__WHAT THE TASK REQUIRES__:
In the records below, find each line containing the word "Incremental" and copy it.

[Collected data]
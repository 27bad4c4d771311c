//! Messages sent from the client to the model.

use serde::{Deserialize, Serialize};
use serde_json::Value;

use crate::content::{Blob, Content, FunctionResponse};

/// Every message the client can put on the wire
///
/// Serialized externally tagged, e.g. `{"realtimeInput": {...}}`.
#[derive(Debug, Clone, PartialEq, Serialize, Deserialize)]
#[serde(rename_all = "camelCase")]
pub enum ClientMessage {
    /// Session configuration; must be the first message on a connection
    Setup(Setup),
    /// Incremental conversation content
    ClientContent(ClientContent),
    /// Realtime audio, video or text input
    RealtimeInput(RealtimeInput),
    /// Answers to tool calls
    ToolResponse(ToolResponse),
}

impl ClientMessage {
    /// Short name of the message kind for logging
    pub fn kind(&self) -> &'static str {
        match self {
            ClientMessage::Setup(_) => "setup",
            ClientMessage::ClientContent(_) => "clientContent",
            ClientMessage::RealtimeInput(_) => "realtimeInput",
            ClientMessage::ToolResponse(_) => "toolResponse",
        }
    }
}

/// SETUP message body
#[derive(Debug, Clone, PartialEq, Default, Serialize, Deserialize)]
#[serde(rename_all = "camelCase")]
pub struct Setup {
    /// Fully qualified model resource name
    pub model: String,
    /// Generation parameters
    #[serde(default, skip_serializing_if = "Option::is_none")]
    pub generation_config: Option<GenerationConfig>,
    /// System instruction for the whole session
    #[serde(default, skip_serializing_if = "Option::is_none")]
    pub system_instruction: Option<Content>,
    /// Tool declarations, passed through untouched
    #[serde(default, skip_serializing_if = "Option::is_none")]
    pub tools: Option<Vec<Value>>,
    /// Tool configuration, passed through untouched
    #[serde(default, skip_serializing_if = "Option::is_none")]
    pub tool_config: Option<Value>,
    /// Enables transcripts of the user's audio
    #[serde(default, skip_serializing_if = "Option::is_none")]
    pub input_audio_transcription: Option<AudioTranscriptionConfig>,
    /// Enables transcripts of the model's audio
    #[serde(default, skip_serializing_if = "Option::is_none")]
    pub output_audio_transcription: Option<AudioTranscriptionConfig>,
}

impl Setup {
    /// Build a SETUP body from the user-facing configuration
    pub fn new(
        model: impl Into<String>,
        config: Option<&LiveGenerationConfig>,
        system_instruction: Option<Content>,
        tools: Option<Vec<Value>>,
        tool_config: Option<Value>,
    ) -> Self {
        let (generation_config, input_audio_transcription, output_audio_transcription) =
            match config {
                Some(config) => config.setup_parts(),
                None => (None, None, None),
            };

        Self {
            model: model.into(),
            generation_config,
            system_instruction,
            tools,
            tool_config,
            input_audio_transcription,
            output_audio_transcription,
        }
    }
}

/// Output modality the model should answer with
#[derive(Debug, Clone, Copy, PartialEq, Eq, Serialize, Deserialize)]
#[serde(rename_all = "SCREAMING_SNAKE_CASE")]
pub enum Modality {
    /// Text parts
    Text,
    /// Inline PCM audio
    Audio,
    /// Inline images
    Image,
}

/// Marker enabling audio transcription; carries no options yet
#[derive(Debug, Clone, PartialEq, Eq, Default, Serialize, Deserialize)]
pub struct AudioTranscriptionConfig {}

/// Voice selection for audio output
#[derive(Debug, Clone, PartialEq, Eq, Serialize, Deserialize)]
#[serde(rename_all = "camelCase")]
pub struct SpeechConfig {
    /// Voice configuration
    pub voice_config: VoiceConfig,
    /// BCP-47 language code
    #[serde(default, skip_serializing_if = "Option::is_none")]
    pub language_code: Option<String>,
}

impl SpeechConfig {
    /// Use one of the prebuilt voices
    pub fn prebuilt(voice_name: impl Into<String>) -> Self {
        Self {
            voice_config: VoiceConfig {
                prebuilt_voice_config: PrebuiltVoiceConfig {
                    voice_name: voice_name.into(),
                },
            },
            language_code: None,
        }
    }
}

/// Voice configuration
#[derive(Debug, Clone, PartialEq, Eq, Serialize, Deserialize)]
#[serde(rename_all = "camelCase")]
pub struct VoiceConfig {
    /// Prebuilt voice
    pub prebuilt_voice_config: PrebuiltVoiceConfig,
}

/// Prebuilt voice by name
#[derive(Debug, Clone, PartialEq, Eq, Serialize, Deserialize)]
#[serde(rename_all = "camelCase")]
pub struct PrebuiltVoiceConfig {
    /// Voice name, e.g. "Kore"
    pub voice_name: String,
}

/// Generation parameters as they appear inside SETUP
#[derive(Debug, Clone, PartialEq, Default, Serialize, Deserialize)]
#[serde(rename_all = "camelCase")]
pub struct GenerationConfig {
    /// Sampling temperature
    #[serde(default, skip_serializing_if = "Option::is_none")]
    pub temperature: Option<f32>,
    /// Nucleus sampling threshold
    #[serde(default, skip_serializing_if = "Option::is_none")]
    pub top_p: Option<f32>,
    /// Top-k sampling
    #[serde(default, skip_serializing_if = "Option::is_none")]
    pub top_k: Option<i32>,
    /// Number of candidates
    #[serde(default, skip_serializing_if = "Option::is_none")]
    pub candidate_count: Option<i32>,
    /// Output token limit per turn
    #[serde(default, skip_serializing_if = "Option::is_none")]
    pub max_output_tokens: Option<i32>,
    /// Presence penalty
    #[serde(default, skip_serializing_if = "Option::is_none")]
    pub presence_penalty: Option<f32>,
    /// Frequency penalty
    #[serde(default, skip_serializing_if = "Option::is_none")]
    pub frequency_penalty: Option<f32>,
    /// Modalities the model answers with
    #[serde(default, skip_serializing_if = "Option::is_none")]
    pub response_modalities: Option<Vec<Modality>>,
    /// Voice selection for audio output
    #[serde(default, skip_serializing_if = "Option::is_none")]
    pub speech_config: Option<SpeechConfig>,
}

/// User-facing generation configuration for a live session
///
/// Transcription switches live here for convenience but travel as separate
/// SETUP fields; see [`LiveGenerationConfig::setup_parts`].
#[derive(Debug, Clone, PartialEq, Default)]
pub struct LiveGenerationConfig {
    /// Sampling temperature
    pub temperature: Option<f32>,
    /// Nucleus sampling threshold
    pub top_p: Option<f32>,
    /// Top-k sampling
    pub top_k: Option<i32>,
    /// Number of candidates
    pub candidate_count: Option<i32>,
    /// Output token limit per turn
    pub max_output_tokens: Option<i32>,
    /// Presence penalty
    pub presence_penalty: Option<f32>,
    /// Frequency penalty
    pub frequency_penalty: Option<f32>,
    /// Modalities the model answers with
    pub response_modalities: Option<Vec<Modality>>,
    /// Voice selection for audio output
    pub speech_config: Option<SpeechConfig>,
    /// Transcribe the user's audio input
    pub input_audio_transcription: Option<AudioTranscriptionConfig>,
    /// Transcribe the model's audio output
    pub output_audio_transcription: Option<AudioTranscriptionConfig>,
}

impl LiveGenerationConfig {
    /// Split into the SETUP generation config and the two transcription fields
    pub fn setup_parts(
        &self,
    ) -> (
        Option<GenerationConfig>,
        Option<AudioTranscriptionConfig>,
        Option<AudioTranscriptionConfig>,
    ) {
        let generation = GenerationConfig {
            temperature: self.temperature,
            top_p: self.top_p,
            top_k: self.top_k,
            candidate_count: self.candidate_count,
            max_output_tokens: self.max_output_tokens,
            presence_penalty: self.presence_penalty,
            frequency_penalty: self.frequency_penalty,
            response_modalities: self.response_modalities.clone(),
            speech_config: self.speech_config.clone(),
        };

        let generation = (generation != GenerationConfig::default()).then_some(generation);
        (
            generation,
            self.input_audio_transcription.clone(),
            self.output_audio_transcription.clone(),
        )
    }
}

/// Incremental conversation content
#[derive(Debug, Clone, PartialEq, Default, Serialize, Deserialize)]
#[serde(rename_all = "camelCase")]
pub struct ClientContent {
    /// Content appended to the conversation
    #[serde(default)]
    pub turns: Vec<Content>,
    /// Whether the model should start generating after this content
    #[serde(default)]
    pub turn_complete: bool,
}

/// Realtime input; each field is an independent stream
#[derive(Debug, Clone, PartialEq, Default, Serialize, Deserialize)]
#[serde(rename_all = "camelCase")]
pub struct RealtimeInput {
    /// Audio chunk
    #[serde(default, skip_serializing_if = "Option::is_none")]
    pub audio: Option<Blob>,
    /// Video frame
    #[serde(default, skip_serializing_if = "Option::is_none")]
    pub video: Option<Blob>,
    /// Text input
    #[serde(default, skip_serializing_if = "Option::is_none")]
    pub text: Option<String>,
    /// Signals the audio stream was paused or ended
    #[serde(default, skip_serializing_if = "Option::is_none")]
    pub audio_stream_end: Option<bool>,
}

/// Answers to one or more tool calls
#[derive(Debug, Clone, PartialEq, Default, Serialize, Deserialize)]
#[serde(rename_all = "camelCase")]
pub struct ToolResponse {
    /// Function results
    pub function_responses: Vec<FunctionResponse>,
}

#[cfg(test)]
mod tests {
    use super::*;
    use serde_json::json;

    #[test]
    fn test_setup_moves_transcription_out_of_generation_config() {
        let config = LiveGenerationConfig {
            response_modalities: Some(vec![Modality::Audio]),
            output_audio_transcription: Some(AudioTranscriptionConfig::default()),
            ..Default::default()
        };

        let setup = Setup::new("models/gemini-live", Some(&config), None, None, None);
        let value = serde_json::to_value(ClientMessage::Setup(setup)).unwrap();

        assert_eq!(
            value,
            json!({
                "setup": {
                    "model": "models/gemini-live",
                    "generationConfig": { "responseModalities": ["AUDIO"] },
                    "outputAudioTranscription": {}
                }
            })
        );
    }

    #[test]
    fn test_empty_generation_config_is_omitted() {
        let config = LiveGenerationConfig {
            input_audio_transcription: Some(AudioTranscriptionConfig::default()),
            ..Default::default()
        };

        let (generation, input, output) = config.setup_parts();
        assert!(generation.is_none());
        assert!(input.is_some());
        assert!(output.is_none());
    }

    #[test]
    fn test_realtime_input_shape() {
        let message = ClientMessage::RealtimeInput(RealtimeInput {
            text: Some("Does five plus five equal ten?".to_string()),
            ..Default::default()
        });

        assert_eq!(message.kind(), "realtimeInput");
        assert_eq!(
            serde_json::to_value(&message).unwrap(),
            json!({ "realtimeInput": { "text": "Does five plus five equal ten?" } })
        );
    }

    #[test]
    fn test_speech_config_shape() {
        let value = serde_json::to_value(SpeechConfig::prebuilt("Kore")).unwrap();
        assert_eq!(
            value,
            json!({ "voiceConfig": { "prebuiltVoiceConfig": { "voiceName": "Kore" } } })
        );
    }
}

__TASK ANSWER__:
    /// Incremental conversation content
/// Incremental conversation content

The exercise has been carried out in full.